Reuben was growing drunken with it all—he strained Rose to him; she was part of the night. Just as her scents mingled with its scents, so he and she both mingled with the hush of the lightless, sorrowless fields, the blots of trees, the woods that whispered voicelessly.... Above the hedges, stars winked and flashed, dancing in the crystalline air. Right overhead the Sign of Cancer jigged to its image in Castweasel Pool. Reuben looked up, and through a gate he saw Boarzell rearing like a shaggy beast towards him. He suddenly became more aware of Boarzell than of anything in the night, than of the flowers or the water or the stars, or even Rose, drowsing against his shoulder with parted lips. Boarzell filled the night. The breeze became suddenly laden with scents of it—the faint bitterness of its dew-drenched turf where the bracken-crosiers were beginning to uncurl, of its noon-smelling gorse, of its heather-tangle, half budding, half dead, of its fir-needles and its fir-cones, rotting and sprouting. All seemed to blend together into a strong, heady, ammoniacal smell ... the great beast of Boarzell dominated the night, pawed Reuben, roared over him, made him suddenly mad, clutching Rose till she cried out with pain, kissing her till she broke free, and stood before him pale and dishevelled, with anger in her eyes.

He sprang to his feet, the mood had passed—the beast of Boarzell had ceased to worry him.

"I'm sorry," he said sheepishly.

"And well you may be," said Rose, "you've torn my gown."
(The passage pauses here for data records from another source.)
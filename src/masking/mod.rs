//! # Orthogonal Masking
//!
//! Random orthogonal matrices hide the row and column bases of client data
//! while leaving the inner products that covariance and Gram matrices are
//! built from untouched.

use crate::error::{FedSpcaError, Result};
use crate::utils::{to_array2, vstack};
use log::debug;
use nalgebra::{DMatrix, QR};
use ndarray::{s, Array2, ArrayView2};
use rand::Rng;
use rand_distr::StandardNormal;

/// Default tolerance used when checking `M·Mᵗ ≈ I`.
pub const ORTHOGONALITY_TOLERANCE: f64 = 1e-8;

/// Draws a `d × d` orthogonal matrix: the Q factor of the QR decomposition
/// of a standard normal matrix.
pub fn random_orthogonal<R: Rng>(d: usize, rng: &mut R) -> Array2<f64> {
    let gaussian = DMatrix::<f64>::from_fn(d, d, |_, _| rng.sample(StandardNormal));
    to_array2(QR::new(gaussian).q())
}

/// Largest entry of `|M·Mᵗ - I|`.
pub fn orthogonality_deviation(mask: ArrayView2<f64>) -> f64 {
    let product = mask.dot(&mask.t());
    product
        .indexed_iter()
        .map(|((i, j), v)| {
            let expected = if i == j { 1.0 } else { 0.0 };
            (v - expected).abs()
        })
        .fold(0.0, f64::max)
}

/// Fails with [`FedSpcaError::NonOrthogonalMask`] unless `mask` is square
/// and `M·Mᵗ ≈ I` within `tolerance`.
pub fn check_orthogonal(mask: ArrayView2<f64>, tolerance: f64) -> Result<()> {
    let (rows, cols) = mask.dim();
    if rows != cols {
        return Err(FedSpcaError::shape("orthogonal mask", (rows, rows), (rows, cols)));
    }
    let deviation = orthogonality_deviation(mask);
    if deviation > tolerance {
        return Err(FedSpcaError::NonOrthogonalMask { deviation });
    }
    Ok(())
}

/// Removes the shared feature mask from eigenvectors computed on masked
/// data: `U = Pᵗ · U'`. Only a party holding `P` can run this.
pub fn unmask(eigenvectors: ArrayView2<f64>, p: ArrayView2<f64>) -> Result<Array2<f64>> {
    if p.nrows() != eigenvectors.nrows() || p.ncols() != p.nrows() {
        return Err(FedSpcaError::shape(
            "feature mask for unmasking",
            (eigenvectors.nrows(), eigenvectors.nrows()),
            p.dim(),
        ));
    }
    Ok(p.t().dot(&eigenvectors))
}

/// The masks a trusted third party hands out before a standard fit: one
/// feature mask `P` shared by every client and one private sample mask
/// `Q[i]` per client.
///
/// The sample masks are the row blocks of a single `(n × n)` orthogonal
/// matrix, so `Q[i]` is `(n_i × n)` with `Q[i]·Q[i]ᵗ = I`. Every client's
/// masked data then spans all `n` columns and the aggregate mixes clients.
#[derive(Debug, Clone)]
pub struct MaskSet {
    pub p: Array2<f64>,
    pub qs: Vec<Array2<f64>>,
}

impl MaskSet {
    pub fn generate<R: Rng>(n_features: usize, client_sizes: &[usize], rng: &mut R) -> Self {
        let n: usize = client_sizes.iter().sum();
        debug!(
            "generating masks: P {}x{}, Q {}x{} split over {} clients",
            n_features,
            n_features,
            n,
            n,
            client_sizes.len()
        );
        let p = random_orthogonal(n_features, rng);
        let q = random_orthogonal(n, rng);

        let mut offset = 0;
        let qs = client_sizes
            .iter()
            .map(|&n_i| {
                let block = q.slice(s![offset..offset + n_i, ..]).to_owned();
                offset += n_i;
                block
            })
            .collect();
        MaskSet { p, qs }
    }
}

/// Checks a mask has shape `dim × dim` and, when asked, that it is orthogonal.
pub(crate) fn check_mask(
    context: &str,
    mask: ArrayView2<f64>,
    dim: usize,
    validate: bool,
) -> Result<()> {
    if mask.dim() != (dim, dim) {
        return Err(FedSpcaError::shape(context, (dim, dim), mask.dim()));
    }
    if validate {
        check_orthogonal(mask, ORTHOGONALITY_TOLERANCE)?;
    }
    Ok(())
}

/// Checks the per-client sample masks: client `i` holds an `(n_i × n)`
/// block and, when asked, the stacked blocks form an orthogonal matrix.
pub(crate) fn check_sample_masks(
    qs: &[Array2<f64>],
    client_sizes: &[usize],
    validate: bool,
) -> Result<()> {
    if qs.len() != client_sizes.len() {
        return Err(FedSpcaError::shape(
            "number of client sample masks",
            (client_sizes.len(), 1),
            (qs.len(), 1),
        ));
    }
    let n: usize = client_sizes.iter().sum();
    for (i, (q, &n_i)) in qs.iter().zip(client_sizes).enumerate() {
        if q.dim() != (n_i, n) {
            return Err(FedSpcaError::shape(
                format!("sample mask of client {}", i),
                (n_i, n),
                q.dim(),
            ));
        }
        if validate {
            let deviation = orthogonality_deviation(q.view());
            if deviation > ORTHOGONALITY_TOLERANCE {
                return Err(FedSpcaError::NonOrthogonalMask { deviation });
            }
        }
    }
    if validate {
        // rows of different clients must be orthogonal to each other too
        let stacked = vstack(qs)?;
        check_orthogonal(stacked.view(), ORTHOGONALITY_TOLERANCE)?;
    }
    Ok(())
}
They walked on down the lane; she pouted and swung her hat. Reuben, anxious to propitiate, picked primroses under the hedge and gave them to her.
 
She looked pleased at once, and began to eat them.

"Wot," said Reuben, "you eat flowers?"

"Yes," she answered, "I love eating primroses—pick me some more."

So for the rest of the walk to Starvecrow, he picked primroses, and she nibbled them with her white teeth, which were small and even, except for the two canines, which were pointed like a little animal's.